An ideal gas described by Ti=291K, Pi=1.50bar, and Vi=13.3L is heated at constant volume until P=15.0bar. It then undergoes a reversible isothermal expansion until P=1.50bar. It is then restored to its original state by the extraction of heat at constant pressure.
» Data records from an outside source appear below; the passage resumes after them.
//! UI module for the board TUI

pub mod layout;
pub mod render;
pub mod theme;
//! Color theme and styling for the board TUI

use ratatui::style::{Color, Modifier, Style};

/// Board UI color theme
#[derive(Debug, Clone)]
pub struct BoardTheme {
    // Base colors
    pub board: Color,
    pub border: Color,
    pub border_selected: Color,

    // Cell text colors
    pub header_text: Color,
    pub hidden_text: Color,
    pub question_text: Color,
    pub answer_text: Color,
    pub unavailable_text: Color,

    // Status colors
    pub status_text: Color,
    pub loading_text: Color,
    pub notice_text: Color,
}

impl Default for BoardTheme {
    fn default() -> Self {
        Self {
            board: Color::Blue,
            border: Color::DarkGray,
            border_selected: Color::Yellow,

            header_text: Color::White,
            hidden_text: Color::Yellow,
            question_text: Color::White,
            answer_text: Color::LightGreen,
            unavailable_text: Color::DarkGray,

            status_text: Color::Gray,
            loading_text: Color::Cyan,
            notice_text: Color::LightRed,
        }
    }
}

impl BoardTheme {
    /// Get style for category titles
    pub fn header_style(&self) -> Style {
        Style::default()
            .fg(self.header_text)
            .bg(self.board)
            .add_modifier(Modifier::BOLD)
    }

    /// Get style for a cell still showing its glyph
    pub fn hidden_style(&self) -> Style {
        Style::default()
            .fg(self.hidden_text)
            .bg(self.board)
            .add_modifier(Modifier::BOLD)
    }

    /// Get style for a cell showing its question
    pub fn question_style(&self) -> Style {
        Style::default().fg(self.question_text).bg(self.board)
    }

    /// Get style for a cell showing its answer
    pub fn answer_style(&self) -> Style {
        Style::default()
            .fg(self.answer_text)
            .bg(self.board)
            .add_modifier(Modifier::ITALIC)
    }

    /// Get style for cells of a category that failed to load
    pub fn unavailable_style(&self) -> Style {
        Style::default()
            .fg(self.unavailable_text)
            .add_modifier(Modifier::DIM)
    }

    /// Get border style based on selection
    pub fn border_style(&self, selected: bool) -> Style {
        if selected {
            Style::default()
                .fg(self.border_selected)
                .add_modifier(Modifier::BOLD)
        } else {
            Style::default().fg(self.border)
        }
    }

    pub fn status_style(&self) -> Style {
        Style::default().fg(self.status_text)
    }

    pub fn loading_style(&self) -> Style {
        Style::default()
            .fg(self.loading_text)
            .add_modifier(Modifier::BOLD)
    }

    pub fn notice_style(&self) -> Style {
        Style::default().fg(self.notice_text)
    }
}
//! The immutable message type carried on streams.

use crate::cascade_id::{self, ParamValue};
use crate::error::Result;
use chrono::{DateTime, Utc};
use serde::{Deserialize, Serialize};
use serde_json::{Map, Value};

/// An immutable `(cascade_id, payload, metadata)` triple. Identified
/// exclusively by its `cascade_id` within a stream (spec §3).
#[derive(Debug, Clone, Serialize, Deserialize, PartialEq)]
pub struct Message {
    pub cascade_id: String,
    pub payload: Value,
    pub metadata: Map<String, Value>,
    #[serde(default = "Utc::now")]
    pub created_at: DateTime<Utc>,
}

impl Message {
    /// Build a message carrying `source_step` in its metadata, the
    /// convention every built-in step shape uses.
    pub fn from_step(cascade_id: String, payload: Value, source_step: &str) -> Self {
        let mut metadata = Map::new();
        metadata.insert("source_step".to_string(), Value::String(source_step.to_string()));
        Self { cascade_id, payload, metadata, created_at: Utc::now() }
    }

    /// Derive this message's cascade id extended by `step` with `params`.
    /// Convenience wrapper around [`cascade_id::derive`].
    pub fn derive_cascade_id(&self, step: &str, params: &[(&str, ParamValue)]) -> Result<String> {
        cascade_id::derive(&self.cascade_id, step, params)
    }
}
Calculate w for step 2 (P, Vi, T → Pi, V2, T).

Answer 1

Answer:

$W=-4601.4J$

Explanation:

Hello,

In this case, the steps are:

$291K,1.50bar, 13.3L \rightarrow 15.0bar 13.3L,T_2\rightarrow T_2, V_2, 1.50bar\rightarrow 291K,1.50bar, 13.3L$

In such a way, the work per mole (w) for that isothermal process turns out:

$w=RTln(\frac{P_1}{P_2} )=8.314\frac{J}{mol*K}*291K*\frac{1.50bar}{15.0bar} \\\\w=-5570.8\frac{J}{mol}$

In addition, if the moles are required, since it is an ideal gas:

$n=\frac{PV}{RT}=\frac{1.50bar*13.3L}{0.083\frac{bar*L}{mol*K}*291K} =0.826mol$

So the work is:

$W=-5570.8\frac{J}{mol} *0.826mol=-4601.4J$

Best regards.